* **TASK TO CARRY OUT**
Exactly as written, print each of the entries.

* **DATA FOR REVIEW**
+---+
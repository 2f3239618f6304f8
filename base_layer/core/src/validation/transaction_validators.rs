// Copyright 2024. The Tari Project
//
// Redistribution and use in source and binary forms, with or without modification, are permitted provided that the
// following conditions are met:
//
// 1. Redistributions of source code must retain the above copyright notice, this list of conditions and the following
// disclaimer.
//
// 2. Redistributions in binary form must reproduce the above copyright notice, this list of conditions and the
// following disclaimer in the documentation and/or other materials provided with the distribution.
//
// 3. Neither the name of the copyright holder nor the names of its contributors may be used to endorse or promote
// products derived from this software without specific prior written permission.
//
// THIS SOFTWARE IS PROVIDED BY THE COPYRIGHT HOLDERS AND CONTRIBUTORS "AS IS" AND ANY EXPRESS OR IMPLIED WARRANTIES,
// INCLUDING, BUT NOT LIMITED TO, THE IMPLIED WARRANTIES OF MERCHANTABILITY AND FITNESS FOR A PARTICULAR PURPOSE ARE
// DISCLAIMED. IN NO EVENT SHALL THE COPYRIGHT HOLDER OR CONTRIBUTORS BE LIABLE FOR ANY DIRECT, INDIRECT, INCIDENTAL,
// SPECIAL, EXEMPLARY, OR CONSEQUENTIAL DAMAGES (INCLUDING, BUT NOT LIMITED TO, PROCUREMENT OF SUBSTITUTE GOODS OR
// SERVICES; LOSS OF USE, DATA, OR PROFITS; OR BUSINESS INTERRUPTION) HOWEVER CAUSED AND ON ANY THEORY OF LIABILITY,
// WHETHER IN CONTRACT, STRICT LIABILITY, OR TORT (INCLUDING NEGLIGENCE OR OTHERWISE) ARISING IN ANY WAY OUT OF THE
// USE OF THIS SOFTWARE, EVEN IF ADVISED OF THE POSSIBILITY OF SUCH DAMAGE.

use std::sync::Arc;

use log::*;

use crate::validation::{
    helpers::{check_relative_timelocks, check_value_balance},
    interpreter::{Interpreter, SignatureOracle},
    token_rules::check_token_rules,
    TransactionContext,
    TransactionValidation,
    ValidationError,
};

pub const LOG_TARGET: &str = "c::val::transaction_validators";

/// This validator checks the internal consistency of the transaction: it has inputs and outputs, spends no outpoint
/// twice and its output values do not overflow.
///
/// This does NOT check that the inputs come from the UTXO set
#[derive(Debug, Clone, Copy, Default)]
pub struct TxInternalConsistencyValidator;

impl TransactionValidation for TxInternalConsistencyValidator {
    fn validate(&self, context: &TransactionContext<'_>) -> Result<(), ValidationError> {
        context.transaction().check_internal_consistency()?;
        Ok(())
    }
}

/// Checks the BIP68 block based relative lock of every input
#[derive(Debug, Clone, Copy, Default)]
pub struct TxTimelockValidator;

impl TransactionValidation for TxTimelockValidator {
    fn validate(&self, context: &TransactionContext<'_>) -> Result<(), ValidationError> {
        check_relative_timelocks(context)
    }
}

/// The outputs may not be worth more than the inputs
#[derive(Debug, Clone, Copy, Default)]
pub struct TxValueBalanceValidator;

impl TransactionValidation for TxValueBalanceValidator {
    fn validate(&self, context: &TransactionContext<'_>) -> Result<(), ValidationError> {
        let fee = check_value_balance(context)?;
        trace!(target: LOG_TARGET, "Transaction pays a fee of {}", fee);
        Ok(())
    }
}

/// Enforces the CashTokens encoding and conservation rules
#[derive(Debug, Clone, Copy, Default)]
pub struct TxTokenValidator;

impl TransactionValidation for TxTokenValidator {
    fn validate(&self, context: &TransactionContext<'_>) -> Result<(), ValidationError> {
        check_token_rules(context)
    }
}

/// Evaluates every input's unlocking data against the output it spends, running the covenants of contract inputs
#[derive(Clone, Default)]
pub struct TxScriptValidator {
    interpreter: Interpreter,
}

impl TxScriptValidator {
    pub fn new(oracle: Arc<dyn SignatureOracle>) -> Self {
        Self {
            interpreter: Interpreter::new(oracle),
        }
    }
}

impl TransactionValidation for TxScriptValidator {
    fn validate(&self, context: &TransactionContext<'_>) -> Result<(), ValidationError> {
        self.interpreter.verify_all(context)
    }
}

/// Runs its validators in order. The first failure rejects the transaction.
pub struct TransactionValidator {
    validators: Vec<Box<dyn TransactionValidation>>,
}

impl TransactionValidator {
    pub fn new(validators: Vec<Box<dyn TransactionValidation>>) -> Self {
        Self { validators }
    }

    /// The full rule set of the ledger, with P2PKH signatures checked by `oracle`
    pub fn standard(oracle: Arc<dyn SignatureOracle>) -> Self {
        Self::new(vec![
            Box::new(TxInternalConsistencyValidator),
            Box::new(TxTimelockValidator),
            Box::new(TxValueBalanceValidator),
            Box::new(TxTokenValidator),
            Box::new(TxScriptValidator::new(oracle)),
        ])
    }
}

impl Default for TransactionValidator {
    fn default() -> Self {
        Self::standard(Arc::new(crate::validation::DeclaredSignerOracle))
    }
}

impl TransactionValidation for TransactionValidator {
    fn validate(&self, context: &TransactionContext<'_>) -> Result<(), ValidationError> {
        for v in &self.validators {
            v.validate(context)?;
        }
        Ok(())
    }
}

#[cfg(test)]
mod test {
    use bitcann_common_types::{
        amount::Satoshis,
        types::{Hash256, PubKeyHash},
    };
    use bitcann_script::LockingBytecode;

    use super::*;
    use crate::{
        chain_storage::Utxo,
        transactions::transaction_components::{
            OutPoint,
            Transaction,
            TransactionInput,
            TransactionOutput,
            UnlockingData,
        },
    };

    struct AlwaysFails;

    impl TransactionValidation for AlwaysFails {
        fn validate(&self, _: &TransactionContext<'_>) -> Result<(), ValidationError> {
            Err(ValidationError::InputValueOverflow)
        }
    }

    fn payment(owner: PubKeyHash, value: u64) -> (Transaction, Vec<Utxo>) {
        let utxo = Utxo::new(
            OutPoint::new(Hash256::new([3; 32]), 1),
            TransactionOutput::new(Satoshis(10_000), LockingBytecode::p2pkh(&owner)),
            0,
        );
        let tx = Transaction::new(vec![TransactionInput::new(utxo.outpoint, UnlockingData::p2pkh(owner))], vec![
            TransactionOutput::new(Satoshis(value), LockingBytecode::p2pkh(&PubKeyHash::new([8; 20]))),
        ]);
        (tx, vec![utxo])
    }

    #[test]
    fn the_standard_rules_accept_a_plain_payment() {
        let (tx, utxos) = payment(PubKeyHash::new([1; 20]), 9_000);
        let context = TransactionContext::new(&tx, utxos, 0).unwrap();
        TransactionValidator::default().validate(&context).unwrap();
    }

    #[test]
    fn the_first_failure_is_reported() {
        let (tx, utxos) = payment(PubKeyHash::new([1; 20]), 11_000);
        let context = TransactionContext::new(&tx, utxos, 0).unwrap();
        assert!(matches!(
            TransactionValidator::default().validate(&context),
            Err(ValidationError::ValueImbalance { .. })
        ));

        let validator = TransactionValidator::new(vec![Box::new(AlwaysFails), Box::new(TxValueBalanceValidator)]);
        assert!(matches!(
            validator.validate(&context),
            Err(ValidationError::InputValueOverflow)
        ));
    }
}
+---+
* **EXERCISE RESPONSE**
repository 2f3239618f6304f8
filename base_layer/core/src/validation/transaction_validators.rs
// Copyright 2024. The Tari Project
//
// Redistribution and use in source and binary forms, with or without modification, are permitted provided that the
// following conditions are met:
//
// 1. Redistributions of source code must retain the above copyright notice, this list of conditions and the following
// disclaimer.
//
// 2. Redistributions in binary form must reproduce the above copyright notice, this list of conditions and the
// following disclaimer in the documentation and/or other materials provided with the distribution.
//
// 3. Neither the name of the copyright holder nor the names of its contributors may be used to endorse or promote
// products derived from this software without specific prior written permission.
//
// THIS SOFTWARE IS PROVIDED BY THE COPYRIGHT HOLDERS AND CONTRIBUTORS "AS IS" AND ANY EXPRESS OR IMPLIED WARRANTIES,
// INCLUDING, BUT NOT LIMITED TO, THE IMPLIED WARRANTIES OF MERCHANTABILITY AND FITNESS FOR A PARTICULAR PURPOSE ARE
// DISCLAIMED. IN NO EVENT SHALL THE COPYRIGHT HOLDER OR CONTRIBUTORS BE LIABLE FOR ANY DIRECT, INDIRECT, INCIDENTAL,
// SPECIAL, EXEMPLARY, OR CONSEQUENTIAL DAMAGES (INCLUDING, BUT NOT LIMITED TO, PROCUREMENT OF SUBSTITUTE GOODS OR
// SERVICES; LOSS OF USE, DATA, OR PROFITS; OR BUSINESS INTERRUPTION) HOWEVER CAUSED AND ON ANY THEORY OF LIABILITY,
// WHETHER IN CONTRACT, STRICT LIABILITY, OR TORT (INCLUDING NEGLIGENCE OR OTHERWISE) ARISING IN ANY WAY OUT OF THE
// USE OF THIS SOFTWARE, EVEN IF ADVISED OF THE POSSIBILITY OF SUCH DAMAGE.

use std::sync::Arc;

use log::*;

use crate::validation::{
    helpers::{check_relative_timelocks, check_value_balance},
    interpreter::{Interpreter, SignatureOracle},
    token_rules::check_token_rules,
    TransactionContext,
    TransactionValidation,
    ValidationError,
};

pub const LOG_TARGET: &str = "c::val::transaction_validators";

/// This validator checks the internal consistency of the transaction: it has inputs and outputs, spends no outpoint
/// twice and its output values do not overflow.
///
/// This does NOT check that the inputs come from the UTXO set
#[derive(Debug, Clone, Copy, Default)]
pub struct TxInternalConsistencyValidator;

impl TransactionValidation for TxInternalConsistencyValidator {
    fn validate(&self, context: &TransactionContext<'_>) -> Result<(), ValidationError> {
        context.transaction().check_internal_consistency()?;
        Ok(())
    }
}

/// Checks the BIP68 block based relative lock of every input
#[derive(Debug, Clone, Copy, Default)]
pub struct TxTimelockValidator;

impl TransactionValidation for TxTimelockValidator {
    fn validate(&self, context: &TransactionContext<'_>) -> Result<(), ValidationError> {
        check_relative_timelocks(context)
    }
}

/// The outputs may not be worth more than the inputs
#[derive(Debug, Clone, Copy, Default)]
pub struct TxValueBalanceValidator;

impl TransactionValidation for TxValueBalanceValidator {
    fn validate(&self, context: &TransactionContext<'_>) -> Result<(), ValidationError> {
        let fee = check_value_balance(context)?;
        trace!(target: LOG_TARGET, "Transaction pays a fee of {}", fee);
        Ok(())
    }
}

/// Enforces the CashTokens encoding and conservation rules
#[derive(Debug, Clone, Copy, Default)]
pub struct TxTokenValidator;

impl TransactionValidation for TxTokenValidator {
    fn validate(&self, context: &TransactionContext<'_>) -> Result<(), ValidationError> {
        check_token_rules(context)
    }
}

/// Evaluates every input's unlocking data against the output it spends, running the covenants of contract inputs
#[derive(Clone, Default)]
pub struct TxScriptValidator {
    interpreter: Interpreter,
}

impl TxScriptValidator {
    pub fn new(oracle: Arc<dyn SignatureOracle>) -> Self {
        Self {
            interpreter: Interpreter::new(oracle),
        }
    }
}

impl TransactionValidation for TxScriptValidator {
    fn validate(&self, context: &TransactionContext<'_>) -> Result<(), ValidationError> {
        self.interpreter.verify_all(context)
    }
}

/// Runs its validators in order. The first failure rejects the transaction.
pub struct TransactionValidator {
    validators: Vec<Box<dyn TransactionValidation>>,
}

impl TransactionValidator {
    pub fn new(validators: Vec<Box<dyn TransactionValidation>>) -> Self {
        Self { validators }
    }

    /// The full rule set of the ledger, with P2PKH signatures checked by `oracle`
    pub fn standard(oracle: Arc<dyn SignatureOracle>) -> Self {
        Self::new(vec![
            Box::new(TxInternalConsistencyValidator),
            Box::new(TxTimelockValidator),
            Box::new(TxValueBalanceValidator),
            Box::new(TxTokenValidator),
            Box::new(TxScriptValidator::new(oracle)),
        ])
    }
}

impl Default for TransactionValidator {
    fn default() -> Self {
        Self::standard(Arc::new(crate::validation::DeclaredSignerOracle))
    }
}

impl TransactionValidation for TransactionValidator {
    fn validate(&self, context: &TransactionContext<'_>) -> Result<(), ValidationError> {
        for v in &self.validators {
            v.validate(context)?;
        }
        Ok(())
    }
}

#[cfg(test)]
mod test {
    use bitcann_common_types::{
        amount::Satoshis,
        types::{Hash256, PubKeyHash},
    };
    use bitcann_script::LockingBytecode;

    use super::*;
    use crate::{
        chain_storage::Utxo,
        transactions::transaction_components::{
            OutPoint,
            Transaction,
            TransactionInput,
            TransactionOutput,
            UnlockingData,
        },
    };

    struct AlwaysFails;

    impl TransactionValidation for AlwaysFails {
        fn validate(&self, _: &TransactionContext<'_>) -> Result<(), ValidationError> {
            Err(ValidationError::InputValueOverflow)
        }
    }

    fn payment(owner: PubKeyHash, value: u64) -> (Transaction, Vec<Utxo>) {
        let utxo = Utxo::new(
            OutPoint::new(Hash256::new([3; 32]), 1),
            TransactionOutput::new(Satoshis(10_000), LockingBytecode::p2pkh(&owner)),
            0,
        );
        let tx = Transaction::new(vec![TransactionInput::new(utxo.outpoint, UnlockingData::p2pkh(owner))], vec![
            TransactionOutput::new(Satoshis(value), LockingBytecode::p2pkh(&PubKeyHash::new([8; 20]))),
        ]);
        (tx, vec![utxo])
    }

    #[test]
    fn the_standard_rules_accept_a_plain_payment() {
        let (tx, utxos) = payment(PubKeyHash::new([1; 20]), 9_000);
        let context = TransactionContext::new(&tx, utxos, 0).unwrap();
        TransactionValidator::default().validate(&context).unwrap();
    }

    #[test]
    fn the_first_failure_is_reported() {
        let (tx, utxos) = payment(PubKeyHash::new([1; 20]), 11_000);
        let context = TransactionContext::new(&tx, utxos, 0).unwrap();
        assert!(matches!(
            TransactionValidator::default().validate(&context),
            Err(ValidationError::ValueImbalance { .. })
        ));

        let validator = TransactionValidator::new(vec![Box::new(AlwaysFails), Box::new(TxValueBalanceValidator)]);
        assert!(matches!(
            validator.validate(&context),
            Err(ValidationError::InputValueOverflow)
        ));
    }
}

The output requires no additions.